Otras defensas del Conde-Duque

Mucho menos resonancia que El Nicandro tuvo otro escrito, excelente y apenas citado, que apareció también a favor del Conde-Duque, firmado por el licenciado Don Gabriel de Bolaños, fiscal de Comisiones del Cuerpo de Hacienda. Esta defensa tiene varios puntos de contacto con El Nicandro, pero es mucho más serena. Su argumento capital es también la complicidad del Rey en las faltas que se atribuyen al ministro[760]. Una nueva imitación de la defensa de Bolaños surgió poco después, repitiendo sus argumentos y muchas de sus palabras[761]. Nada sabemos de que estos dos olivaristas fueran perseguidos. Probablemente no lo fueron, y ello demuestra que el defender al Conde-Duque era una empresa, todavía después de su caída, poco arriesgada. El Rey, por bondad, por lealtad a su antiguo y fiel consejero y porque tenía empeñada la palabra, no quería llevar más adelante el leve castigo. Pero, a la vez, necesitaba contentar al coro inquieto de sus Grandes. Sacó para ello de sus cárceles o destierros a los perseguidos por el antiguo Privado; al Marqués de Villafranca, y más adelante a Quevedo, al inquisidor Adam de la Parra[762] y a otros de menor categoría. Pero el juego estaba demasiado claro y la murmuración seguía, dando por hecho que, ahora desde Toro, como antes desde Loeches, era Don Gaspar el verdadero consejero del Rey. De no ser así, no se explicaba nadie que los desastres guerreros y las calamidades en la vida interna siguiesen lloviendo sobre la infeliz España. Y la confirmación evidente estaba en la persistencia en su puesto de Palacio de la Condesa de Olivares, «arcaduz que unía a Don Felipe IV con su ministro».
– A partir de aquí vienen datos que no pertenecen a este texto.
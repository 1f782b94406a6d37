//! Toolrig CLI entry point.

use std::io::Write;
use std::process::ExitCode;

use clap::Parser;
use toolrig::cli::{Cli, CommandDispatcher};
use toolrig::config::EnvOverrides;
use tracing_subscriber::{fmt, prelude::*, EnvFilter};

/// Initialize the tracing subscriber for logging.
///
/// Log level is controlled by:
/// 1. `--debug` flag sets level to DEBUG
/// 2. `RUST_LOG` environment variable (if set)
/// 3. Default is INFO
///
/// Logs go to stderr so command output on stdout stays parseable.
fn init_tracing(debug: bool) {
    let filter = if debug {
        EnvFilter::new("toolrig=debug")
    } else {
        EnvFilter::try_from_default_env().unwrap_or_else(|_| EnvFilter::new("toolrig=info"))
    };

    tracing_subscriber::registry()
        .with(fmt::layer().with_target(false).with_writer(std::io::stderr))
        .with(filter)
        .init();
}

fn main() -> ExitCode {
    let cli = Cli::parse();
    init_tracing(cli.debug);

    tracing::debug!("toolrig starting with args: {:?}", cli);

    // Determine project root
    let project_root = cli
        .project
        .as_ref()
        .cloned()
        .unwrap_or_else(|| std::env::current_dir().unwrap_or_default());

    let dispatcher = CommandDispatcher::new(project_root, EnvOverrides::from_env());

    let stdout = std::io::stdout();
    let mut out = stdout.lock();
    let result = dispatcher.dispatch(&cli, &mut out);
    let _ = out.flush();

    match result {
        Ok(result) => ExitCode::from(result.exit_code as u8),
        Err(e) => {
            eprintln!("Error: {}", e);
            ExitCode::from(1)
        }
    }
}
Era preciso expulsarla. Pero la mantenía en su puesto nada menos que una promesa real contra la cual eran impotentes las fuerzas humanas. Para anularla hubo que hacer intervenir a Dios, y ya sabemos que fue su instrumento la monja que desde el convento soriano se preparaba para nueva privanza en el ánimo paralítico del Rey. Así terminó la batalla de El Nicandro.